THE PROBLEM
Where does the word "used" show up in the data? Please find each such line and copy it.

[Dataset entries]
-.-.-
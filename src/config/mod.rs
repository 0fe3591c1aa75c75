//! Configuration management for orderscout.
//!
//! Settings come from an optional TOML file and are then overridden by
//! environment variables. Every field has a default, so an empty file (or no
//! file at all) yields a working configuration.

pub mod browser;
mod loader;
pub mod site;

use std::path::PathBuf;

use chrono::NaiveDate;
use serde::{Deserialize, Serialize};

pub use browser::BrowserEngineConfig;
pub use loader::{load_settings, ConfigError, LoadOptions, DEFAULT_CONFIG_FILENAME};
pub use site::{ElementQuery, SiteConfig};

/// Default maximum document size (15 MiB).
pub const DEFAULT_MAX_DOCUMENT_BYTES: u64 = 15 * 1024 * 1024;

/// Top-level settings.
#[derive(Debug, Clone, Default, Serialize, Deserialize, PartialEq)]
pub struct Settings {
    #[serde(default)]
    pub site: SiteConfig,
    #[serde(default)]
    pub browser: BrowserEngineConfig,
    #[serde(default)]
    pub classifier: ClassifierConfig,
    #[serde(default)]
    pub documents: DocumentConfig,
    #[serde(default)]
    pub cache: CacheConfig,
    #[serde(default)]
    pub jobs: JobConfig,
    #[serde(default)]
    pub calendar: CalendarConfig,
}

impl Settings {
    /// Apply environment variable overrides to every section.
    pub fn with_env_overrides(mut self) -> Self {
        self.browser = self.browser.with_env_overrides();
        self.documents = self.documents.with_env_overrides();
        self.cache = self.cache.with_env_overrides();
        self.jobs = self.jobs.with_env_overrides();
        self
    }
}

/// Keyword lists used to recognise order-award announcements.
#[derive(Debug, Clone, Serialize, Deserialize, PartialEq)]
#[serde(default)]
pub struct ClassifierConfig {
    /// Any of these phrases marks an announcement as an order award.
    pub keywords: Vec<String>,
    /// Regulatory category that, combined with an award phrase, also counts.
    pub category_phrase: String,
    pub award_phrases: Vec<String>,
}

impl Default for ClassifierConfig {
    fn default() -> Self {
        Self {
            keywords: [
                "award of order",
                "receipt of order",
                "order received",
                "order bagged",
                "bagged order",
                "purchase order",
                "po received",
                "contract awarded",
                "work order",
                "letter of award",
                "loi",
            ]
            .iter()
            .map(|s| s.to_string())
            .collect(),
            category_phrase: "announcement under regulation 30".to_string(),
            award_phrases: vec!["award of order".to_string(), "receipt of order".to_string()],
        }
    }
}

/// Linked-document fetching and enrichment.
#[derive(Debug, Clone, Serialize, Deserialize, PartialEq)]
#[serde(default)]
pub struct DocumentConfig {
    /// Hosts must equal this suffix or be a subdomain of it.
    pub allowed_host_suffix: String,
    /// Only `https` links are fetched when set.
    pub require_https: bool,
    pub max_bytes: u64,
    /// Request timeout in seconds.
    pub timeout: u64,
    /// Enrichment worker pool size.
    pub workers: usize,
    /// Issue a HEAD request to reject oversized documents before download.
    pub probe_size: bool,
    /// Characters of extracted text kept on each candidate.
    pub snippet_chars: usize,
    /// Entries kept in the document cache; 0 disables it.
    pub cache_entries: usize,
    pub cache_ttl_minutes: u64,
    pub user_agent: String,
}

impl Default for DocumentConfig {
    fn default() -> Self {
        Self {
            allowed_host_suffix: "bseindia.com".to_string(),
            require_https: true,
            max_bytes: DEFAULT_MAX_DOCUMENT_BYTES,
            timeout: 45,
            workers: 4,
            probe_size: true,
            snippet_chars: 500,
            cache_entries: 512,
            cache_ttl_minutes: 720,
            user_agent: browser::default_user_agent(),
        }
    }
}

impl DocumentConfig {
    /// - `PDF_TIMEOUT`, `MAX_PDF_BYTES`, `PDF_WORKERS`, `SCRAPER_UA`
    pub fn with_env_overrides(mut self) -> Self {
        if let Some(v) = env_parse::<u64>("PDF_TIMEOUT") {
            self.timeout = v;
        }
        if let Some(v) = env_parse::<u64>("MAX_PDF_BYTES") {
            self.max_bytes = v;
        }
        if let Some(v) = env_parse::<usize>("PDF_WORKERS") {
            self.workers = v.max(1);
        }
        if let Ok(val) = std::env::var("SCRAPER_UA") {
            if !val.trim().is_empty() {
                self.user_agent = val;
            }
        }
        self
    }
}

/// Per-date result cache.
#[derive(Debug, Clone, Serialize, Deserialize, PartialEq)]
#[serde(default)]
pub struct CacheConfig {
    pub dir: PathBuf,
    pub memory_ttl_minutes: u64,
    /// Durable entries expire this long after their last write.
    pub durable_ttl_minutes: u64,
}

impl Default for CacheConfig {
    fn default() -> Self {
        Self {
            dir: PathBuf::from("data/cache"),
            memory_ttl_minutes: 60,
            durable_ttl_minutes: 1440,
        }
    }
}

impl CacheConfig {
    /// - `CACHE_DIR`, `CACHE_TTL_MINUTES`
    pub fn with_env_overrides(mut self) -> Self {
        if let Ok(val) = std::env::var("CACHE_DIR") {
            if !val.trim().is_empty() {
                self.dir = PathBuf::from(val);
            }
        }
        if let Some(v) = env_parse::<u64>("CACHE_TTL_MINUTES") {
            self.durable_ttl_minutes = v;
            self.memory_ttl_minutes = self.memory_ttl_minutes.min(v);
        }
        self
    }
}

/// Job lifecycle limits.
#[derive(Debug, Clone, Serialize, Deserialize, PartialEq)]
#[serde(default)]
pub struct JobConfig {
    /// Terminal jobs older than this are dropped from the registry.
    pub retention_minutes: u64,
    /// Safety ceiling on result pages visited by one job.
    pub max_pages: u32,
    /// Maximum characters of error text kept on a failed job.
    pub max_error_chars: usize,
}

impl Default for JobConfig {
    fn default() -> Self {
        Self {
            retention_minutes: 120,
            max_pages: 500,
            max_error_chars: 500,
        }
    }
}

impl JobConfig {
    /// - `JOB_TTL_MINUTES`
    pub fn with_env_overrides(mut self) -> Self {
        if let Some(v) = env_parse::<u64>("JOB_TTL_MINUTES") {
            self.retention_minutes = v;
        }
        self
    }
}

/// Calendar used for date validation and the "current day" cache rule.
#[derive(Debug, Clone, Serialize, Deserialize, PartialEq)]
#[serde(default)]
pub struct CalendarConfig {
    /// Offset of the portal's timezone from UTC, in minutes (IST = 330).
    pub utc_offset_minutes: i32,
    /// Earliest date that may be requested.
    pub min_date: NaiveDate,
}

impl Default for CalendarConfig {
    fn default() -> Self {
        Self {
            utc_offset_minutes: 330,
            min_date: NaiveDate::from_ymd_opt(2010, 1, 1).unwrap_or_default(),
        }
    }
}

/// Parse an environment variable, ignoring unset or malformed values.
pub(crate) fn env_parse<T: std::str::FromStr>(key: &str) -> Option<T> {
    std::env::var(key).ok().and_then(|v| v.trim().parse().ok())
}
-.-.-
EXERCISE RESPONSE
/// Keyword lists used to recognise order-award announcements.
/// Calendar used for date validation and the "current day" cache rule.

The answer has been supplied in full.